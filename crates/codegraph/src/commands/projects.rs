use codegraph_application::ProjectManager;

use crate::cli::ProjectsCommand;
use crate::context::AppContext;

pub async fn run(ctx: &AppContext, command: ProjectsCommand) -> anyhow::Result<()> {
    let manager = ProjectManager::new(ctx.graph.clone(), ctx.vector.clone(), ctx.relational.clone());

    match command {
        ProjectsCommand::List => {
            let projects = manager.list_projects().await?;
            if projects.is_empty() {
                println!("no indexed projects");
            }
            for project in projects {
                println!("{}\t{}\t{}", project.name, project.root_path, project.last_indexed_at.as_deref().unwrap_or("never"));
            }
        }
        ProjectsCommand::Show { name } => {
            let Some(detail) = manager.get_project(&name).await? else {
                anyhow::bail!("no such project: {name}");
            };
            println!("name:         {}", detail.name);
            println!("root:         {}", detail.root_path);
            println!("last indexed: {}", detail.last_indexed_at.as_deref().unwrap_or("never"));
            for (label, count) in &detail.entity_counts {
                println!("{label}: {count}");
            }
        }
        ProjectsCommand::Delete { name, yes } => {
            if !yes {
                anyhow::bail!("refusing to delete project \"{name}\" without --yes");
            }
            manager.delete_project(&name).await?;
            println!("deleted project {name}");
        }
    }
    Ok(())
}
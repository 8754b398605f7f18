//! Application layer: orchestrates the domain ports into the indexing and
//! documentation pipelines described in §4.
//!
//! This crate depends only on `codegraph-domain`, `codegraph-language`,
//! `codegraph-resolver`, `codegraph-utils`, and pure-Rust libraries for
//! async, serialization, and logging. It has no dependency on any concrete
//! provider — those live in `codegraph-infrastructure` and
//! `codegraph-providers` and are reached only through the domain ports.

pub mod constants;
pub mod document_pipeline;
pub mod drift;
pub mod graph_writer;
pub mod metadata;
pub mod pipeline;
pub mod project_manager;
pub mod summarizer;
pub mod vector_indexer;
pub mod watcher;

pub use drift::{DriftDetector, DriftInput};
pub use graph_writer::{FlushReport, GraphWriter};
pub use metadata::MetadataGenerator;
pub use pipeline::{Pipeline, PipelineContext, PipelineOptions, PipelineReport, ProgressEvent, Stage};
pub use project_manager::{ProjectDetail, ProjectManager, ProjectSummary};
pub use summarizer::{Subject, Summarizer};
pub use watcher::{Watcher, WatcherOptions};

==============================

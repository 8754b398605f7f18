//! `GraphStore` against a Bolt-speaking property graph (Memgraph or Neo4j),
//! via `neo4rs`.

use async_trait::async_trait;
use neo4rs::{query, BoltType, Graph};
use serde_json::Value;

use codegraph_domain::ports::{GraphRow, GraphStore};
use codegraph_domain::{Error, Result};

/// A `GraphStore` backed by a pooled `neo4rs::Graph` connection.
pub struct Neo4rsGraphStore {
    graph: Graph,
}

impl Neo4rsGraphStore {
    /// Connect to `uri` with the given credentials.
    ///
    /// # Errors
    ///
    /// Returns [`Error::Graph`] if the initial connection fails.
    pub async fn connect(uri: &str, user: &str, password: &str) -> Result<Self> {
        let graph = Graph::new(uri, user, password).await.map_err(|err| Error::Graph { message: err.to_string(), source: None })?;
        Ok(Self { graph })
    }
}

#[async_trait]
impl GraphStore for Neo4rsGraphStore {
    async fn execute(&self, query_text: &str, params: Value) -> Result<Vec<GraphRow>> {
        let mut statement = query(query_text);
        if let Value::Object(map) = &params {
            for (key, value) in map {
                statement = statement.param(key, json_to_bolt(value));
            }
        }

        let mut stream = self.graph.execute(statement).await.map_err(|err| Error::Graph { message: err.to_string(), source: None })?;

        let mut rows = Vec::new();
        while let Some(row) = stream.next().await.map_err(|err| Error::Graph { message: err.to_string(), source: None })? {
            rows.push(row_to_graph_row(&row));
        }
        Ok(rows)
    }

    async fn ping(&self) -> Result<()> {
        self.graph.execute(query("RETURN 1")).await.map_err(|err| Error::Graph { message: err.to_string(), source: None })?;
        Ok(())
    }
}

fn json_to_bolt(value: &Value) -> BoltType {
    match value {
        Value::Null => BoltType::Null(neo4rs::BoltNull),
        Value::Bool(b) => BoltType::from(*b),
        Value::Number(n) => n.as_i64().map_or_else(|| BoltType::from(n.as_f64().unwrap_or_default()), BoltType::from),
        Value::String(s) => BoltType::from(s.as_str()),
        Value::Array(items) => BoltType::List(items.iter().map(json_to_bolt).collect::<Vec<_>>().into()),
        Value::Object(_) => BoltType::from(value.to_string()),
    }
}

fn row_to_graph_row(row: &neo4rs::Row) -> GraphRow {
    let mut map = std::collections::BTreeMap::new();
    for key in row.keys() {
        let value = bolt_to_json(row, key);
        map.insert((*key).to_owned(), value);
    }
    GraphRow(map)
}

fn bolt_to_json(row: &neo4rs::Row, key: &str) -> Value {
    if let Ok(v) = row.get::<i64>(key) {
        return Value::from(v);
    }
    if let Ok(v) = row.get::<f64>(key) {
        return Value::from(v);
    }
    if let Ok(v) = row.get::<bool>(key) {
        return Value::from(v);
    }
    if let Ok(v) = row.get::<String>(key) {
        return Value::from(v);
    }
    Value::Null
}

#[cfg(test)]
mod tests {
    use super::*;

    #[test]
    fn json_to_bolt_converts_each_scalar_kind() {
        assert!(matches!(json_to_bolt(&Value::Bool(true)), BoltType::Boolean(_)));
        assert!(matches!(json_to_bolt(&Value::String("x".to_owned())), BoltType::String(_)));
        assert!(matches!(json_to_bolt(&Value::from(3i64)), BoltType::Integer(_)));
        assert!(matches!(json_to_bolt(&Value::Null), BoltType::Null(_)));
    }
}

==============================

Your instructions – From the records above, print exactly the lines that run from the line with "impl GraphStore for" to the line with "for (key, value)", inclusive.

Written answer –
impl GraphStore for Neo4rsGraphStore {
    async fn execute(&self, query_text: &str, params: Value) -> Result<Vec<GraphRow>> {
        let mut statement = query(query_text);
        if let Value::Object(map) = &params {
            for (key, value) in map {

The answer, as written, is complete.